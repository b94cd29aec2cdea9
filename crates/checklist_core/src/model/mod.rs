//! Checklist domain model.
//!
//! # Responsibility
//! - Define the canonical checklist → section → item structure.
//! - Define the validated submission shape consumed by the merge engine.
//!
//! # Invariants
//! - Every checklist, section, and item is identified by an `Identifier`.
//! - Blank optional text is represented as `None`, never as `Some("")`.

pub mod checklist;
pub mod form;
//! Identifier allocation for checklists, sections, and items.
//!
//! # Responsibility
//! - Derive identifiers from a batch timestamp, a per-scope stride, and a
//!   small random perturbation.
//! - Keep every issued identifier distinct from identifiers already in use.
//!
//! # Invariants
//! - Batch seeds are strictly increasing within one allocator.
//! - `allocate` never returns `0` nor an identifier present in the reserved set.
//! - This is a single-process disambiguator, not a distributed ID scheme.

use crate::model::checklist::Identifier;
use chrono::Utc;
use rand::Rng;
use std::collections::HashSet;

const RECORD_STRIDE: u64 = 10_000_000;
const SECTION_STRIDE: u64 = 100_000;
const ITEM_STRIDE: u64 = 1_000;
const JITTER_RANGE: u64 = 1_000;

/// Which level of the checklist tree an identifier is issued for.
#[derive(Debug, Clone, Copy, PartialEq, Eq)]
pub enum IdScope {
    Checklist,
    Section,
    Item,
}

/// Base timestamp shared by every identifier of one save/import batch.
#[derive(Debug, Clone, Copy, PartialEq, Eq, PartialOrd, Ord)]
pub struct BatchSeed(u64);

impl BatchSeed {
    /// Derives the seed for the `index`-th checklist record of an import batch.
    pub fn for_record(self, index: usize) -> Self {
        Self(self.0.wrapping_add(RECORD_STRIDE.wrapping_mul(index as u64)))
    }

    pub fn value(self) -> u64 {
        self.0
    }
}

/// Batch-scoped identifier allocator with a reserved-id set.
#[derive(Debug, Default)]
pub struct IdAllocator {
    last_seed: u64,
    reserved: HashSet<Identifier>,
}

impl IdAllocator {
    pub fn new() -> Self {
        Self::default()
    }

    /// Marks identifiers as taken so later allocations avoid them.
    pub fn reserve(&mut self, ids: impl IntoIterator<Item = Identifier>) {
        self.reserved.extend(ids);
    }

    /// Returns identifiers to the pool after their owner was removed.
    pub fn release(&mut self, ids: impl IntoIterator<Item = Identifier>) {
        for id in ids {
            self.reserved.remove(&id);
        }
    }

    pub fn is_reserved(&self, id: Identifier) -> bool {
        self.reserved.contains(&id)
    }

    /// Starts a new batch, seeded from the wall clock in milliseconds.
    ///
    /// Two batches started within the same millisecond still get distinct,
    /// increasing seeds.
    pub fn begin_batch(&mut self) -> BatchSeed {
        let now_ms = u64::try_from(Utc::now().timestamp_millis()).unwrap_or(0);
        let seed = now_ms.max(self.last_seed.saturating_add(1));
        self.last_seed = seed;
        BatchSeed(seed)
    }

    /// Issues one identifier for `scope` at the given tree position.
    ///
    /// `section_index` is ignored for checklist scope; `item_index` is only
    /// used for item scope.
    pub fn allocate(
        &mut self,
        scope: IdScope,
        seed: BatchSeed,
        section_index: usize,
        item_index: usize,
    ) -> Identifier {
        let jitter = rand::thread_rng().gen_range(0..JITTER_RANGE);
        let mut candidate = scope_offset(scope, section_index, item_index)
            .wrapping_add(seed.0)
            .wrapping_add(jitter);

        while candidate == 0 || self.reserved.contains(&candidate) {
            candidate = candidate.wrapping_add(1);
        }

        self.reserved.insert(candidate);
        candidate
    }
}

fn scope_offset(scope: IdScope, section_index: usize, item_index: usize) -> u64 {
    let section_base = SECTION_STRIDE.wrapping_mul(section_index as u64 + 1);
    match scope {
        IdScope::Checklist => 0,
        IdScope::Section => section_base,
        IdScope::Item => {
            section_base.wrapping_add(ITEM_STRIDE.wrapping_mul(item_index as u64 + 1))
        }
    }
}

--------------------------------------------------

Look above for the line holding "pub fn value(self)" and the line holding "pub fn new()". Retype both, and every line between them, word for word and nothing else.

SOLUTION:
    pub fn value(self) -> u64 {
        self.0
    }
}

/// Batch-scoped identifier allocator with a reserved-id set.
#[derive(Debug, Default)]
pub struct IdAllocator {
    last_seed: u64,
    reserved: HashSet<Identifier>,
}

impl IdAllocator {
    pub fn new() -> Self {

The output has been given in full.